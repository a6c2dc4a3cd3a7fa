//! Factory calibration procedures.
//!
//! Stick calibrations on both families follow the same protocol: a start
//! command puts the target in the ready state, any number of sample commands
//! keep it there, and a store command commits the result. The device echoes
//! its state through status reports which are checked after every step; a
//! mismatch aborts the procedure without sending anything else.
//!
//! | Family | Command | Status reports | Ready | Stored |
//! |---|---|---|---|---|
//! | DS4 | 0x90 | 0x91, 0x92 | `(d,t,1)`, `(d,t,ff)` | `(d,t,2)`, `(d,t,1)` |
//! | DS5 | 0x82 | 0x83 | `(d,t,1,ff)` | not checked |

use crate::device::Device;
use crate::hid::ControlChannel;
use crate::operator::{Operator, StickAction};
use crate::protocol::{self, *};
use crate::types::{
    CalibrationOp, CalibrationTarget, ChunkRecord, DeviceFamily, TriggerAxis, TriggerEdge,
};
use crate::{DsError, Result};

/// Progress of a stick calibration.
#[derive(Debug, Clone, Copy, PartialEq, Eq)]
pub enum CalibrationState {
    Idle,
    /// Started and verified ready.
    Started,
    /// Sample command sent, waiting for the device to report ready again.
    Sampling,
    Stored,
}

impl CalibrationState {
    pub fn name(self) -> &'static str {
        match self {
            CalibrationState::Idle => "idle",
            CalibrationState::Started => "started",
            CalibrationState::Sampling => "sampling",
            CalibrationState::Stored => "stored",
        }
    }
}

/// A stick calibration session bound to one target.
pub struct StickCalibration<'a, C> {
    device: &'a Device<C>,
    target: CalibrationTarget,
    state: CalibrationState,
}

impl<'a, C: ControlChannel> StickCalibration<'a, C> {
    pub fn new(device: &'a Device<C>, target: CalibrationTarget) -> Self {
        Self {
            device,
            target,
            state: CalibrationState::Idle,
        }
    }

    pub fn state(&self) -> CalibrationState {
        self.state
    }

    pub fn start(&mut self) -> Result<()> {
        self.expect_state("start", CalibrationState::Idle)?;
        self.send(CalibrationOp::Start)?;
        self.state = CalibrationState::Started;
        self.verified(Self::verify_ready)
    }

    pub fn sample(&mut self) -> Result<()> {
        self.expect_state("sample", CalibrationState::Started)?;
        self.send(CalibrationOp::Sample)?;
        self.state = CalibrationState::Sampling;
        self.verified(Self::verify_ready)?;
        self.state = CalibrationState::Started;
        Ok(())
    }

    pub fn store(&mut self) -> Result<()> {
        self.expect_state("store", CalibrationState::Started)?;
        self.send(CalibrationOp::Store)?;
        self.verified(Self::verify_stored)?;
        self.state = CalibrationState::Stored;
        Ok(())
    }

    fn expect_state(&self, step: &'static str, wanted: CalibrationState) -> Result<()> {
        if self.state != wanted {
            return Err(DsError::InvalidTransition {
                step,
                state: self.state.name(),
            });
        }
        Ok(())
    }

    /// Run a status check; a failed check drops the session back to idle.
    fn verified(&mut self, check: fn(&Self) -> Result<()>) -> Result<()> {
        let result = check(self);
        if result.is_err() {
            self.state = CalibrationState::Idle;
        }
        result
    }

    fn send(&self, op: CalibrationOp) -> Result<()> {
        let report_id = match self.device.family() {
            DeviceFamily::Ds4 => REPORT_DS4_CALIBRATION_CMD,
            DeviceFamily::Ds5 => REPORT_DS5_CALIBRATION_CMD,
        };
        log::debug!("Calibration {:?} on {:?}", op, self.target);
        self.device
            .hid()
            .set_report(report_id, &protocol::encode_stick_command(op, self.target))
    }

    fn read_status(&self, report_id: u8, expected: &[u8]) -> Result<()> {
        let actual = self.device.hid().get_report(report_id, expected.len())?;
        protocol::check_status(report_id, &actual, expected)
    }

    fn verify_ready(&self) -> Result<()> {
        match self.device.family() {
            DeviceFamily::Ds4 => {
                self.read_status(
                    REPORT_DS4_CALIBRATION_STATUS,
                    &protocol::ds4_status_frame(self.target, 1),
                )?;
                self.read_status(
                    REPORT_DS4_CALIBRATION_STATUS2,
                    &protocol::ds4_status_frame(self.target, STATUS_NONE),
                )
            }
            DeviceFamily::Ds5 => self.read_status(
                REPORT_DS5_CALIBRATION_STATUS,
                &protocol::ds5_status_frame(self.target, 1),
            ),
        }
    }

    fn verify_stored(&self) -> Result<()> {
        match self.device.family() {
            DeviceFamily::Ds4 => {
                self.read_status(
                    REPORT_DS4_CALIBRATION_STATUS,
                    &protocol::ds4_status_frame(self.target, 2),
                )?;
                self.read_status(
                    REPORT_DS4_CALIBRATION_STATUS2,
                    &protocol::ds4_status_frame(self.target, 1),
                )
            }
            // The DualSense has no known post-store sentinel.
            DeviceFamily::Ds5 => Ok(()),
        }
    }
}

/// Calibrate the resting position of both sticks.
///
/// The operator may take any number of samples before storing.
pub fn calibrate_stick_center<C: ControlChannel, O: Operator + ?Sized>(
    device: &Device<C>,
    operator: &mut O,
) -> Result<()> {
    log::info!("Starting analog center calibration...");
    let mut calibration = StickCalibration::new(device, CalibrationTarget::STICK_CENTER);
    calibration.start()?;
    loop {
        match operator.choose_stick_action()? {
            StickAction::Sample => calibration.sample()?,
            StickAction::Store => {
                calibration.store()?;
                break;
            }
        }
    }
    log::info!("Stick calibration done");
    Ok(())
}

/// Calibrate the travel range of both sticks.
///
/// The device samples continuously between start and store.
pub fn calibrate_stick_range<C: ControlChannel, O: Operator + ?Sized>(
    device: &Device<C>,
    operator: &mut O,
) -> Result<()> {
    log::info!("Starting analog min-max calibration...");
    let mut calibration = StickCalibration::new(device, CalibrationTarget::STICK_RANGE);
    calibration.start()?;
    operator.confirm(&format!(
        "{} is now sampling data. Move the analogs all around their range.\n\
         When done, press enter to store calibration.",
        device.family().name()
    ))?;
    calibration.store()?;
    log::info!("Stick calibration done");
    Ok(())
}

const TRIGGER_STEPS: [(TriggerAxis, TriggerEdge); 6] = [
    (TriggerAxis::L2, TriggerEdge::Release),
    (TriggerAxis::L2, TriggerEdge::Mid),
    (TriggerAxis::L2, TriggerEdge::Full),
    (TriggerAxis::R2, TriggerEdge::Release),
    (TriggerAxis::R2, TriggerEdge::Mid),
    (TriggerAxis::R2, TriggerEdge::Full),
];

/// Each trigger position is confirmed twice by the firmware protocol.
const TRIGGER_CONFIRMATIONS: usize = 2;

/// Calibrate L2/R2 on a DualShock 4.
///
/// The device reports no status during this procedure, so nothing is
/// verified between steps.
pub fn calibrate_triggers<C: ControlChannel, O: Operator + ?Sized>(
    device: &Device<C>,
    operator: &mut O,
) -> Result<()> {
    if device.family() != DeviceFamily::Ds4 {
        return Err(DsError::InvalidArgument(format!(
            "trigger calibration is not supported on {}",
            device.family().name()
        )));
    }

    log::info!("Starting trigger calibration...");
    let send = |op, edge, axis| {
        device.hid().set_report(
            REPORT_DS4_CALIBRATION_CMD,
            &protocol::encode_trigger_command(op, edge, axis),
        )
    };

    send(CalibrationOp::Start, 0, TriggerAxis::Both)?;
    for (axis, edge) in TRIGGER_STEPS {
        for _ in 0..TRIGGER_CONFIRMATIONS {
            operator.confirm(&format!("{}: {} and press enter", axis, edge.label()))?;
            send(CalibrationOp::Sample, edge as u8, axis)?;
        }
    }
    log::info!("Write.");
    send(CalibrationOp::Store, 0, TriggerAxis::Both)?;
    log::info!("Trigger calibration done");
    Ok(())
}

fn read_chunk<C: ControlChannel>(device: &Device<C>) -> Result<ChunkRecord> {
    let data = device
        .hid()
        .get_report(REPORT_DS4_CALIBRATION_DEBUG, CHUNK_RECORD_SIZE)?;
    protocol::decode_chunk_record(&data)
}

/// Read the debug log a DualShock 4 keeps about its last calibration.
///
/// Returns the payload of every chunk in order. All chunks of a run must
/// belong to the same target.
pub fn dump_debug_chunks<C: ControlChannel>(device: &Device<C>) -> Result<Vec<Vec<u8>>> {
    let first = read_chunk(device)?;
    if first.is_empty_sentinel() {
        log::info!("No data to read");
        return Ok(Vec::new());
    }

    log::info!(
        "Data is split in {} chunks; we are at {}",
        first.num_chunks,
        first.cur_chunk
    );
    if first.num_chunks == 0 {
        return Ok(Vec::new());
    }

    let owner = (first.device_id, first.target_id);
    let mut num_chunks = first.num_chunks;
    let mut cur_chunk = first.cur_chunk;
    let mut chunks = vec![first.data()?.to_vec()];

    while u16::from(cur_chunk) + 1 < u16::from(num_chunks) {
        let record = read_chunk(device)?;
        if record.is_end_marker() {
            log::info!("No more data");
            break;
        }
        let actual = (record.device_id, record.target_id);
        if actual != owner {
            return Err(DsError::ChunkMismatch {
                expected: owner,
                actual,
            });
        }
        num_chunks = record.num_chunks;
        cur_chunk = record.cur_chunk;
        chunks.push(record.data()?.to_vec());
    }
    Ok(chunks)
}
****
◆ What you will do ◆
Proceeding from the line containing "if device.family() != DeviceFamily::Ds4" through the line containing "let send = |op, edge, axis|", transcribe the lines above exactly, both end lines included.

◆ Result ◆
    if device.family() != DeviceFamily::Ds4 {
        return Err(DsError::InvalidArgument(format!(
            "trigger calibration is not supported on {}",
            device.family().name()
        )));
    }

    log::info!("Starting trigger calibration...");
    let send = |op, edge, axis| {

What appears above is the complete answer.